# NVIDIA GeForce GTX 960 SLI



## W1zzard (Jan 22, 2015)

With a single GTX 960 threatening to shake up the mid-range the way its bigger siblings did, the question on everyone's mind is whether two GTX 960 cards can measure up to single, bigger GTX 900 series cards, and on the cheap.

*Show full review*


----------



## newtekie1 (Jan 22, 2015)

Honestly, at $400 the SLI performance doesn't seem that impressive.  Yeah, it scales nicely but the 2GB of RAM does hinders it in the bigger games which brings down the numbers.  The 960 is a great single card for 1080p gaming, but going for two to try to get to 1440p doesn't work out, the 970 is a better option.


----------



## Lionheart (Jan 22, 2015)

newtekie1 said:


> Honestly, at $400 the SLI performance doesn't seem that impressive.  Yeah, it scales nicely but the 2GB of RAM does hinders it in the bigger games which brings down the numbers.  The 960 is a great single card for 1080p gaming, but going for two to try to get to 1440p doesn't work out, the 970 is a better option.



I totally agree.


----------



## Cheeseball (Jan 22, 2015)

Yeah, the 2 GB of RAM is limiting the advantage of SLI for any stressful games above 1080p. It's a good deal if you're stuck with a 1080p monitor/HDTV though.


----------



## 64K (Jan 22, 2015)

newtekie1 said:


> Honestly, at $400 the SLI performance doesn't seem that impressive.  Yeah, it scales nicely but the 2GB of RAM does hinders it in the bigger games which brings down the numbers.  The 960 is a great single card for 1080p gaming, but going for two to try to get to 1440p doesn't work out, the 970 is a better option.
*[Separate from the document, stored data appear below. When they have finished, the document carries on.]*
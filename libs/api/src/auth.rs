//! Session resolution against a Keystone v2 identity service.
//!
//! Token mode returns the supplied `(token, endpoint)` pair without any
//! network traffic. Password mode performs one `POST {auth_url}/tokens`
//! handshake, then resolves the target endpoint from the returned service
//! catalog unless an explicit endpoint override was supplied.

use serde::{Deserialize, Serialize};

use crate::credentials::Credentials;
use crate::error::{Error, Result};

/// Catalog service type looked up when none is requested.
pub const DEFAULT_SERVICE_TYPE: &str = "management";

/// Catalog endpoint interface looked up when none is requested.
pub const DEFAULT_ENDPOINT_TYPE: &str = "publicURL";

/// A resolved bearer token and service base URL.
#[derive(Debug, Clone)]
pub struct Session {
    pub token: String,
    pub endpoint: String,
}

/// Resolves credentials into a [`Session`], authenticating at most once.
///
/// The resolved session lives in an explicit `Option` field set exactly once
/// by [`AuthResolver::resolve`]; later calls reuse it.
#[derive(Debug)]
pub struct AuthResolver {
    credentials: Credentials,
    session: Option<Session>,
}

impl AuthResolver {
    /// Validate credential sufficiency and build a resolver.
    pub fn new(credentials: Credentials) -> Result<Self> {
        credentials.check_sufficiency()?;
        Ok(Self {
            credentials,
            session: None,
        })
    }

    /// Resolve a token and service endpoint.
    ///
    /// `service_type` defaults to [`DEFAULT_SERVICE_TYPE`] and
    /// `endpoint_type` to [`DEFAULT_ENDPOINT_TYPE`]. Token-mode resolution is
    /// side-effect free; password mode authenticates lazily, once per
    /// resolver.
    pub async fn resolve(
        &mut self,
        service_type: Option<&str>,
        endpoint_type: Option<&str>,
    ) -> Result<Session> {
        if let Some(session) = &self.session {
            return Ok(session.clone());
        }

        let session = if self.credentials.has_token() {
            self.token_session()?
        } else {
            self.authenticate(
                service_type.unwrap_or(DEFAULT_SERVICE_TYPE),
                endpoint_type.unwrap_or(DEFAULT_ENDPOINT_TYPE),
            )
            .await?
        };

        self.session = Some(session.clone());
        Ok(session)
    }

    fn token_session(&self) -> Result<Session> {
        let token = required(&self.credentials.token, "token")?;
        let endpoint = required(&self.credentials.endpoint, "endpoint")?;
        Ok(Session {
            token: token.to_string(),
            endpoint: endpoint.to_string(),
        })
    }

    async fn authenticate(&self, service_type: &str, endpoint_type: &str) -> Result<Session> {
        let auth_url = required(&self.credentials.auth_url, "auth_url")?
            .trim_end_matches('/')
            .to_string();
        let request = TokenRequest {
            auth: AuthPayload {
                password_credentials: PasswordCredentials {
                    username: required(&self.credentials.username, "username")?,
                    password: required(&self.credentials.password, "password")?,
                },
                tenant_id: self.credentials.tenant_id.as_deref(),
                tenant_name: self.credentials.tenant_name.as_deref(),
            },
        };

        tracing::debug!(%auth_url, service_type, endpoint_type, "authenticating");

        let response = reqwest::Client::new()
            .post(format!("{auth_url}/tokens"))
            .json(&request)
            .send()
            .await?;

        let status = response.status();
        if !status.is_success() {
            let message = response.text().await.unwrap_or_default();
            return Err(Error::AuthFailed {
                status: status.as_u16(),
                message,
            });
        }

        let body: TokenResponse = response.json().await.map_err(Error::Network)?;

        let endpoint = match self.credentials.endpoint.as_deref() {
            // An explicit endpoint override always beats catalog lookup.
            Some(endpoint) if !endpoint.is_empty() => endpoint.to_string(),
            _ => catalog_url_for(&body.access.service_catalog, service_type, endpoint_type)?,
        };

        Ok(Session {
            token: body.access.token.id,
            endpoint,
        })
    }
}

fn required<'a>(value: &'a Option<String>, name: &str) -> Result<&'a str> {
    value
        .as_deref()
        .filter(|v| !v.is_empty())
        .ok_or_else(|| Error::missing(name))
}

/// Find the first matching endpoint URL in a service catalog.
fn catalog_url_for(
    catalog: &[CatalogService],
    service_type: &str,
    endpoint_type: &str,
) -> Result<String> {
    catalog
        .iter()
        .filter(|service| service.service_type == service_type)
        .flat_map(|service| &service.endpoints)
        .find_map(|endpoint| endpoint.url_for(endpoint_type))
        .map(str::to_string)
        .ok_or_else(|| Error::EndpointNotFound {
            service_type: service_type.to_string(),
            endpoint_type: endpoint_type.to_string(),
        })
}

#[derive(Debug, Serialize)]
struct TokenRequest<'a> {
    auth: AuthPayload<'a>,
}

#[derive(Debug, Serialize)]
#[serde(rename_all = "camelCase")]
struct AuthPayload<'a> {
    password_credentials: PasswordCredentials<'a>,
    #[serde(skip_serializing_if = "Option::is_none")]
    tenant_id: Option<&'a str>,
    #[serde(skip_serializing_if = "Option::is_none")]
    tenant_name: Option<&'a str>,
}

#[derive(Debug, Serialize)]
struct PasswordCredentials<'a> {
    username: &'a str,
    password: &'a str,
}

#[derive(Debug, Deserialize)]
struct TokenResponse {
    access: Access,
}

#[derive(Debug, Deserialize)]
struct Access {
    token: Token,
    #[serde(rename = "serviceCatalog", default)]
    service_catalog: Vec<CatalogService>,
}

#[derive(Debug, Deserialize)]
struct Token {
    id: String,
}

#[derive(Debug, Deserialize)]
struct CatalogService {
    #[serde(rename = "type")]
    service_type: String,
    #[serde(default)]
    endpoints: Vec<CatalogEndpoint>,
}

#[derive(Debug, Default, Deserialize)]
struct CatalogEndpoint {
    #[serde(rename = "publicURL")]
    public_url: Option<String>,
    #[serde(rename = "adminURL")]
    admin_url: Option<String>,
    #[serde(rename = "internalURL")]
    internal_url: Option<String>,
}

impl CatalogEndpoint {
    fn url_for(&self, endpoint_type: &str) -> Option<&str> {
        let url = match endpoint_type {
            "publicURL" => &self.public_url,
            "adminURL" => &self.admin_url,
            "internalURL" => &self.internal_url,
            _ => &None,
        };
        url.as_deref().filter(|u| !u.is_empty())
    }
}

#[cfg(test)]
mod tests {
    use super::*;

    fn catalog() -> Vec<CatalogService> {
        vec![
            CatalogService {
                service_type: "identity".to_string(),
                endpoints: vec![CatalogEndpoint {
                    public_url: Some("http://keystone:5000/v2.0".to_string()),
                    ..CatalogEndpoint::default()
                }],
            },
            CatalogService {
                service_type: "management".to_string(),
                endpoints: vec![CatalogEndpoint {
                    public_url: Some("http://tuskar:8585".to_string()),
                    admin_url: Some("http://tuskar-admin:8585".to_string()),
                    ..CatalogEndpoint::default()
                }],
            },
        ]
    }

    #[test]
    fn catalog_lookup_matches_service_and_endpoint_type() {
        let url = catalog_url_for(&catalog(), "management", "publicURL").unwrap();
        assert_eq!(url, "http://tuskar:8585");

        let url = catalog_url_for(&catalog(), "management", "adminURL").unwrap();
        assert_eq!(url, "http://tuskar-admin:8585");
    }

    #[test]
    fn catalog_lookup_fails_for_unknown_service() {
        let err = catalog_url_for(&catalog(), "compute", "publicURL").unwrap_err();
        assert!(matches!(err, Error::EndpointNotFound { .. }));
    }

    #[test]
    fn catalog_lookup_fails_for_missing_interface() {
        let err = catalog_url_for(&catalog(), "identity", "internalURL").unwrap_err();
        assert!(matches!(err, Error::EndpointNotFound { .. }));
    }

    #[tokio::test]
    async fn token_mode_resolves_without_network() {
        let mut resolver = AuthResolver::new(Credentials {
            token: Some("tok".to_string()),
            endpoint: Some("http://tuskar:8585".to_string()),
            ..Credentials::default()
        })
        .unwrap();

        let session = resolver.resolve(None, None).await.unwrap();
        assert_eq!(session.token, "tok");
        assert_eq!(session.endpoint, "http://tuskar:8585");

        // Idempotent: a second resolution returns the cached session.
        let again = resolver.resolve(None, None).await.unwrap();
        assert_eq!(again.token, "tok");
    }

    #[test]
    fn insufficient_credentials_fail_at_construction() {
        assert!(AuthResolver::new(Credentials::default()).is_err());
    }
}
Agreed. It's a nice 1080p card. For 1440p the GTX 970 is the go-to card right now.


----------



## FourtyTwo (Jan 22, 2015)

Good conclusion.
Clearly a single GTX 970 is a much smarter choice.


----------



## Tonduluboy (Jan 22, 2015)

After reading the review, i go for a single 970 than doing sli 960.


----------



## Nabarun (Jan 22, 2015)

> Prospective buyers of a single GTX 960 would be advised to hold off on purchasing their second card until NVIDIA has *cut its price by a lot*. Given its various components, it wouldn't shock us if *NVIDIA can sell this card for half its current price*. By then, single GTX 970 cards would have become cheaper as well.
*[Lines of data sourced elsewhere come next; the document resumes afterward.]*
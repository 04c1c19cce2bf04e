//! Role commands.

use anyhow::Result;
use clap::{Args, Subcommand};
use serde::Serialize;
use tabled::Tabled;

use crate::output;

use super::CommandContext;

/// Role commands.
#[derive(Debug, Args)]
pub struct RoleCommand {
    #[command(subcommand)]
    command: RoleSubcommand,
}

#[derive(Debug, Subcommand)]
enum RoleSubcommand {
    /// List the roles available for plans.
    List,
}

#[derive(Debug, Serialize, Tabled)]
struct RoleRow {
    #[tabled(rename = "UUID")]
    uuid: String,
    #[tabled(rename = "Name")]
    name: String,
    #[tabled(rename = "Version")]
    version: String,
}

impl RoleCommand {
    pub async fn run(self, ctx: CommandContext) -> Result<()> {
        match self.command {
            RoleSubcommand::List => list_roles(ctx).await,
        }
    }
}

async fn list_roles(ctx: CommandContext) -> Result<()> {
    let roles = ctx.client.roles.list().await?;
    let rows: Vec<RoleRow> = roles
        .iter()
        .map(|role| RoleRow {
            uuid: role.uuid.clone(),
            name: role.name.clone(),
            version: role.version.map(|v| v.to_string()).unwrap_or_default(),
        })
        .collect();
    output::print_list(&rows, ctx.format);
    Ok(())
}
I do hope AMD brings *something* to the table by then.


----------



## GhostRyder (Jan 22, 2015)

Does not seem that surprising in all honesty the performance numbers especially in SLI.  The card is essentially right around the point in performance of a GTX 670 (GTX 760ti) and honestly the card was focused with its specs at being a 1080p gamer card.  Does not seem like a bad value overall for a single GTX 960 if your just looking at a nice 1080p gaming experience but SLI seems a bit lackluster on the card overall unless you are on a budget and have a 120hz 1080p monitor which might work well together.  That being said I think the GTX 970 at that point would still be a much smarter choice from NVidias side if your considering dong something like that.

Great that you got SLI review out so fast for this card so users can get a good idea early on!


----------



## Nabarun (Jan 22, 2015)

@btarunr  Would you please be a darling and do some "realistic" tests for "*actual *1080p users"? I mean, is this gonna be enough for "*decent*" Crysis 3 and FC4 @ 1080p? Please tell us what you personally think.


----------



## NC37 (Jan 23, 2015)

Man look at that performance gap between base 960 and 970. That is huge but it shows why 128bit cards just suck no matter how much tech you put towards making it competitive with 256bit. Now imagine if this was a proper lineup. The 970 would be the 960 and the 960 would be the 950. 210 would fill in the 990 and 980. That there makes a lot more sense and scales better. Oh well, next gen maybe after AMD's release, we'll see NV not leveraging the 04 chips as heavily.


----------



## xfia (Jan 29, 2015)

anyone else just all out prefer a single gpu?  i have used crossfire myself and have tried sli on friends pc's..  such hassle..
reaching for high pixel density with high fps is cool but I think there needs to be many improvements. 
1080 maxed out with high fps has a lot of flair for me at 27in.. 1440p adds some beauty of course but beyond that I think you really need a large display to enjoy the worth of the density.


----------



## gatygun (Jul 23, 2015)

Sli is never worth it on cheap setups, you are better off if you can get 1 gpu single performance solution. Sli only makes sense if it's way cheaper same goes for crossfire or when you want to brute force more performance.

For example i got a 290 tri-x, upgrading that will cost me nearly 600 euro's to get a 980 ti, but i can also for 200 put another 290 tri-x next towards it which results in far more performance then a single 980 ti / titan x gives and only for 200.

960 is build for 720p, look at it's memory speed, 1080p is doable in non demanding games, but 1440p its completely useless. Which shouldn't be a shocker as 1440p is still a expensive resolution. You will need 980 ti / titan x / 295x2 performance to push numbers forwards.


----------